Messrs. Theodore Planque (a very tall gentleman), Hugh Jackson (a very short one), and Robert Thomas Huff (neither tall nor short, but, as it were, between both), and a _bamboo cane_, almost as long and large as a little scaffold-pole, were brought before the magistrates from the subterraneous saloons of St. Martin's watch-house, charged with dreadful doings among the _Charleys_.[13]
It appeared by the statements _pro_ and _con._, that the prisoners are very respectable people, and that on Friday night they went to sup with an unquestionably highly respectable tradesman in Long-acre. This supper was given on the occasion of his brother, who is a captain in the navy, having returned from a long and perilous voyage; and, of course, on such an extraordinary occasion, they drank deeper than ordinary. It is really surprising what a quantity of thirsty sentiments an occasion of this kind gives rise to. At last the tall gentleman--or, as one of the watchmen called him, "the _long_ one"--was found stretched out at his length on the pavement before the door, completely done up. It was a _charley_ who found him, and a very honest charley too, as times go; but whilst he was endeavouring to gather him up, the short gentleman came behind and floored poor charley himself, with the great _bamboo_, above mentioned. He was soon up again, however--though, as he said, he never was floored by such a queer thing in his life before, nor half so _clanely_. Once on his legs again, round went his rattle, and in half-a-dozen seconds up came half-a-dozen of his brethren. The short gentleman with his bamboo, seeing this, laid about him lustily--ribs, canisters,[14] or lanterns, it was all one to him. But "who can control his fate?" or what can one single arm do against a dozen? He was _bundled_ up, or enveloped as it were, in a _posse_ of _charleys_, all in full _tog_, enough to smother up a Hercules; and after some little ineffectual sprunting, he, and "the long one," and the "middle-sized one," and the great bamboo, were all safely lodged in the watch-house; where the long one, having shaken off his drunken slumbers, committed divers outrageous assaults upon the night constable and his men, as they were putting them down into the cellars.

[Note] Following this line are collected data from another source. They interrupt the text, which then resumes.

// src/gesture.rs - Edge-triggered hand gestures and screen region hover
use nalgebra::Vector2;
use serde::{Deserialize, Serialize};
use std::collections::{BTreeSet, HashMap};

use crate::joints::{Joint, TrackingState, HAND_LEFT, HAND_RIGHT};

#[derive(Debug, Clone, Copy, PartialEq, Eq, Hash, PartialOrd, Ord, Serialize, Deserialize)]
pub enum Hand {
    Left,
    Right,
}

impl Hand {
    pub const ALL: [Hand; 2] = [Hand::Left, Hand::Right];

    pub fn joint_name(&self) -> &'static str {
        match self {
            Hand::Left => HAND_LEFT,
            Hand::Right => HAND_RIGHT,
        }
    }

    pub fn as_str(&self) -> &'static str {
        match self {
            Hand::Left => "left",
            Hand::Right => "right",
        }
    }
}

#[derive(Debug, Clone, PartialEq, Eq)]
pub enum GestureEvent {
    /// Hand went from not-closed to closed this tick.
    HandClosed { hand: Hand },
    RegionEntered { hand: Hand, region: String },
    RegionLeft { hand: Hand, region: String },
    /// Hand closed while hovering the region.
    RegionPressed { hand: Hand, region: String },
}

impl GestureEvent {
    pub fn hand(&self) -> Hand {
        match self {
            GestureEvent::HandClosed { hand }
            | GestureEvent::RegionEntered { hand, .. }
            | GestureEvent::RegionLeft { hand, .. }
            | GestureEvent::RegionPressed { hand, .. } => *hand,
        }
    }

    pub fn label(&self) -> String {
        match self {
            GestureEvent::HandClosed { hand } => format!("{}_closed", hand.as_str()),
            GestureEvent::RegionEntered { hand, region } => format!("{}_enter:{}", hand.as_str(), region),
            GestureEvent::RegionLeft { hand, region } => format!("{}_leave:{}", hand.as_str(), region),
            GestureEvent::RegionPressed { hand, region } => format!("{}_press:{}", hand.as_str(), region),
        }
    }
}

/// Named axis-aligned screen rectangle, e.g. a button's bounds.
#[derive(Debug, Clone, PartialEq, Serialize, Deserialize)]
pub struct ScreenRegion {
    pub name: String,
    pub x: f64,
    pub y: f64,
    pub width: f64,
    pub height: f64,
}

impl ScreenRegion {
    pub fn new(name: &str, x: f64, y: f64, width: f64, height: f64) -> Self {
        Self { name: name.to_string(), x, y, width, height }
    }

    pub fn contains(&self, position: Vector2<f64>) -> bool {
        position.x >= self.x
            && position.x <= self.x + self.width
            && position.y >= self.y
            && position.y <= self.y + self.height
    }
}

/// Regions containing `position`, in declaration order.
pub fn regions_at(regions: &[ScreenRegion], position: Vector2<f64>) -> impl Iterator<Item = &ScreenRegion> {
    regions.iter().filter(move |region| region.contains(position))
}

/// Closed-hand edge latch for one hand.
#[derive(Debug, Clone, Copy, Default)]
pub struct ClosedEdge {
    was_closed: bool,
}

impl ClosedEdge {
    /// True only on the tick the hand becomes closed. The latch is updated
    /// every call whether or not the edge fired.
    pub fn update(&mut self, is_closed: bool) -> bool {
        let fired = is_closed && !self.was_closed;
        self.was_closed = is_closed;
        fired
    }

    pub fn was_closed(&self) -> bool {
        self.was_closed
    }
}

pub struct GestureDetector {
    edges: HashMap<Hand, ClosedEdge>,
    regions: Vec<ScreenRegion>,
    hovering: HashMap<Hand, BTreeSet<String>>,
}

impl GestureDetector {
    pub fn new(regions: Vec<ScreenRegion>) -> Self {
        Self {
            edges: HashMap::new(),
            regions,
            hovering: HashMap::new(),
        }
    }

    pub fn regions(&self) -> &[ScreenRegion] {
        &self.regions
    }

    pub fn regions_at(&self, position: Vector2<f64>) -> Vec<&ScreenRegion> {
        regions_at(&self.regions, position).collect()
    }

    pub fn hovered(&self, hand: Hand) -> impl Iterator<Item = &str> {
        self.hovering
            .get(&hand)
            .into_iter()
            .flat_map(|names| names.iter().map(String::as_str))
    }

    /// Edge-detect a closed hand. `None` (absent or stale joint) reads as open.
    pub fn evaluate(&mut self, hand: Hand, joint: Option<&Joint>) -> Option<GestureEvent> {
        let is_closed = joint
            .map(|j| j.is_closed() && j.tracking_state != TrackingState::NotTracked)
            .unwrap_or(false);

        self.edges
            .entry(hand)
            .or_default()
            .update(is_closed)
            .then_some(GestureEvent::HandClosed { hand })
    }

    /// Diff the hand's hovered regions against last tick. A hand with no
    /// screen position leaves every region it was hovering.
    pub fn update_hover(&mut self, hand: Hand, position: Option<Vector2<f64>>) -> Vec<GestureEvent> {
        let now: BTreeSet<String> = match position {
            Some(position) => regions_at(&self.regions, position).map(|r| r.name.clone()).collect(),
            None => BTreeSet::new(),
        };
        let before = self.hovering.entry(hand).or_default();

        let mut events: Vec<GestureEvent> = before
            .difference(&now)
            .map(|region| GestureEvent::RegionLeft { hand, region: region.clone() })
            .collect();
        events.extend(
            now.difference(before)
                .map(|region| GestureEvent::RegionEntered { hand, region: region.clone() }),
        );

        *before = now;
        events
    }

    /// Full per-tick evaluation for one hand: hover changes, then the closed
    /// edge, then a press for every region hovered when the edge fired.
    pub fn evaluate_hand(
        &mut self,
        hand: Hand,
        joint: Option<&Joint>,
        screen_position: Option<Vector2<f64>>,
    ) -> Vec<GestureEvent> {
        let mut events = self.update_hover(hand, screen_position);
        if let Some(closed) = self.evaluate(hand, joint) {
            events.push(closed);
            let pressed: Vec<GestureEvent> = self
                .hovered(hand)
                .map(|region| GestureEvent::RegionPressed { hand, region: region.to_string() })
                .collect();
            events.extend(pressed);
        }
        events
    }
}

In their defence before the magistrate, they admitted the drunkenness, but denied the violence; and begged his worship to believe that it was "entirely a case of _simple intoxication_."

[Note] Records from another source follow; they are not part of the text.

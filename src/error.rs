// src/error.rs - Error types for the tracking pipeline
use std::path::PathBuf;
use thiserror::Error;

/// Errors surfaced by the library. Malformed payload fields and unresolved
/// lookups are not errors; they are logged and skipped where they occur.
#[derive(Error, Debug)]
pub enum PipelineError {
    #[error("Failed to read config file {path}: {source}")]
    ConfigIo {
        path: PathBuf,
        #[source]
        source: std::io::Error,
    },

    #[error("Invalid config file {path}: {source}")]
    ConfigParse {
        path: PathBuf,
        #[source]
        source: serde_json::Error,
    },

    #[error("Invalid configuration: {0}")]
    Config(String),

    #[error("Sample file for voice '{key}' does not exist: {}", path.display())]
    MissingSample { key: String, path: PathBuf },

    #[error("I/O error: {0}")]
    Io(#[from] std::io::Error),

    #[error("Undecodable transport line: {0}")]
    Decode(#[from] serde_json::Error),

    #[error("CSV export failed: {0}")]
    Csv(#[from] csv::Error),
}

pub type Result<T> = std::result::Result<T, PipelineError>;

The magistrate ordered the long one to find bail upon four distinct assaults; the short one to find bail upon two distinct assaults; and the middle-sized one was discharged on payment of his fees.
A GREAT MAN IN DISTRESS.
A personage, who described himself as "General Sarsfield Lucan, Viscount Kilmallock in Ireland, a peer of France, and a descendant of Charlemagne," presented himself before the magistrates to solicit a few shillings to enable him to proceed on important business to Wexford.

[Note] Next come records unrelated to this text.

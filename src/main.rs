// src/main.rs
use anyhow::{Context, Result};
use std::path::PathBuf;
use std::time::Instant;
use tokio::sync::mpsc;
use tokio::sync::mpsc::error::TryRecvError;
use tokio::time::{interval, MissedTickBehavior};
use tracing::{error, info};
use tracing_subscriber::EnvFilter;

use kinect_theremin::transport::{replay_file, stream_tcp_reconnecting};
use kinect_theremin::{Pipeline, PipelineConfig, SessionRecorder};

const FRAME_BUFFER: usize = 64;

#[tokio::main]
async fn main() -> Result<()> {
    // Initialize logging
    tracing_subscriber::fmt()
        .with_env_filter(EnvFilter::try_from_default_env().unwrap_or_else(|_| EnvFilter::new("info")))
        .init();

    // Usage: kinect_theremin [config.json] [session.jsonl]
    let mut args = std::env::args().skip(1);
    let config = match args.next() {
        Some(path) => PipelineConfig::from_file(&path)
            .with_context(|| format!("Failed to load config from {}", path))?,
        None => PipelineConfig::default(),
    };
    let replay = args.next().map(PathBuf::from);
    let replaying = replay.is_some();

    let (tx, mut rx) = mpsc::channel(FRAME_BUFFER);
    let reader = match replay {
        Some(path) => {
            info!("Replaying session from {}", path.display());
            let event_name = config.transport.event_name.clone();
            tokio::spawn(async move {
                match replay_file(&path, &event_name, tx).await {
                    Ok(frames) => frames,
                    Err(e) => {
                        error!("Replay failed: {}", e);
                        0
                    }
                }
            })
        }
        None => {
            let transport = config.transport.clone();
            tokio::spawn(async move { stream_tcp_reconnecting(&transport, tx).await })
        }
    };

    let mut pipeline = Pipeline::new(&config);
    let mut recorder = config
        .recording
        .enabled
        .then(|| SessionRecorder::new(&config.recording.output_dir, config.recording.session_name.clone()));

    let mut ticker = interval(config.tick_interval());
    ticker.set_missed_tick_behavior(MissedTickBehavior::Skip);
    let mut last = Instant::now();

    let shutdown = async {
        if let Err(e) = tokio::signal::ctrl_c().await {
            error!("Failed to listen for Ctrl-C: {}", e);
            std::future::pending::<()>().await;
        }
    };
    tokio::pin!(shutdown);

    loop {
        tokio::select! {
            _ = ticker.tick() => {}
            _ = &mut shutdown => {
                info!("Interrupted, finishing session");
                break;
            }
        }

        // Fold in everything that arrived since the last tick
        let closed = loop {
            match rx.try_recv() {
                Ok(event) => pipeline.handle_event(event),
                Err(TryRecvError::Empty) => break false,
                Err(TryRecvError::Disconnected) => break true,
            }
        };

        let now = Instant::now();
        let dt = now.duration_since(last).as_secs_f64();
        last = now;

        let output = pipeline.tick(dt);
        for event in &output.events {
            info!("{}", event.label());
        }
        if let Some(recorder) = recorder.as_mut() {
            recorder.add_tick(&output);
        }

        // A live stream reconnects on its own; only a finished replay ends the session
        if closed && replaying {
            break;
        }
    }

    drop(rx);
    if replaying {
        reader.await.context("Frame reader task panicked")?;
    } else {
        reader.abort();
    }

    let stats = pipeline.ingest_stats();
    info!(
        "Session finished: {} frames applied, {} positions applied, {} fields skipped",
        stats.frames, stats.positions_applied, stats.fields_skipped
    );

    if let Some(recorder) = recorder {
        let csv = recorder.export_csv().context("Failed to export control signals")?;
        let report = recorder.generate_report(&stats).context("Failed to write session report")?;
        info!("Session saved to {} and {}", csv.display(), report.display());
    }

    Ok(())
}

General Sarsfield Lucan wore an old brown surtout, with the collar turned up behind to keep his neck warm, and a scrap of dirty white ribbon fastened to one of the button-holes; a black velvet waistcoat, powdered with tarnished silver _fleurs-de-lis_, and an ancient well-worn _chapeau bras_, surmounted with a fringe of black feathers. He carried under his arm a large roll of writings, and all his pockets were stuffed with tin cases, pocket-books, and bundles of papers: his "fell of hair" was ruefully matted; an enormous tawny whisker covered either cheek and his upper lip and chin,--which, for want of shaving, "showed like a stubble-field at harvest home,"--was all begrimed with real Scotch.